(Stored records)

--

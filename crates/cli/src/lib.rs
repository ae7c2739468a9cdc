pub mod commands;

use std::path::PathBuf;
use std::process::ExitCode;

use chrono::Utc;
use clap::{Parser, Subcommand};
use tracing::Level;

use servicedesk_core::config::{AppConfig, LogFormat};

use crate::commands::{load_config, CommandResult};

#[derive(Debug, Parser)]
#[command(
    name = "servicedesk",
    about = "Service desk approval workflow CLI",
    long_about = "Inspect configuration, compute SLA due dates, and dry-run approval chains.",
    after_help = "Examples:\n  servicedesk config\n  servicedesk sla --priority high\n  servicedesk chain --scenario request.json"
)]
pub struct Cli {
    #[arg(long, global = true, help = "Path to a servicedesk.toml config file")]
    config: Option<PathBuf>,
    #[command(subcommand)]
    command: Command,
}

#[derive(Debug, Subcommand)]
enum Command {
    #[command(about = "Print the effective configuration with source attribution")]
    Config,
    #[command(about = "Assign SLA due dates for a priority and report their status")]
    Sla {
        #[arg(long, help = "Priority tier (low, medium, high, top or critical)")]
        priority: String,
        #[arg(long, help = "RFC 3339 reference time; defaults to now")]
        at: Option<String>,
    },
    #[command(about = "Build an approval chain from a JSON scenario and replay its decisions")]
    Chain {
        #[arg(long, help = "Path to the scenario JSON file")]
        scenario: PathBuf,
    },
}

pub fn run() -> ExitCode {
    let cli = Cli::parse();
    let config_path = cli.config.as_deref();

    let result = match cli.command {
        Command::Config => commands::config::run(config_path),
        Command::Sla { priority, at } => with_config("sla", config_path, |config| {
            commands::sla::run(config, &priority, at.as_deref(), Utc::now())
        }),
        Command::Chain { scenario } => with_config("chain", config_path, |config| {
            commands::chain::run(config, &scenario)
        }),
    };

    println!("{}", result.output);
    ExitCode::from(result.exit_code)
}

fn with_config(
    command: &str,
    config_path: Option<&std::path::Path>,
    run: impl FnOnce(&AppConfig) -> CommandResult,
) -> CommandResult {
    match load_config(config_path) {
        Ok(config) => {
            init_logging(&config);
            run(&config)
        }
        Err(error) => CommandResult::config_failure(command, &error),
    }
}

fn init_logging(config: &AppConfig) {
    let log_level = config.logging.level.parse::<Level>().unwrap_or(Level::INFO);
    let builder = tracing_subscriber::fmt()
        .with_target(false)
        .with_max_level(log_level)
        .with_writer(std::io::stderr);

    match config.logging.format {
        LogFormat::Compact => builder.compact().init(),
        LogFormat::Pretty => builder.pretty().init(),
        LogFormat::Json => builder.json().init(),
    }
}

--

• **WHAT IS EXPECTED**: Every line above that holds the word "Parser" needs to be copied.

• **YOUR SOLUTION**:
use clap::{Parser, Subcommand};
#[derive(Debug, Parser)]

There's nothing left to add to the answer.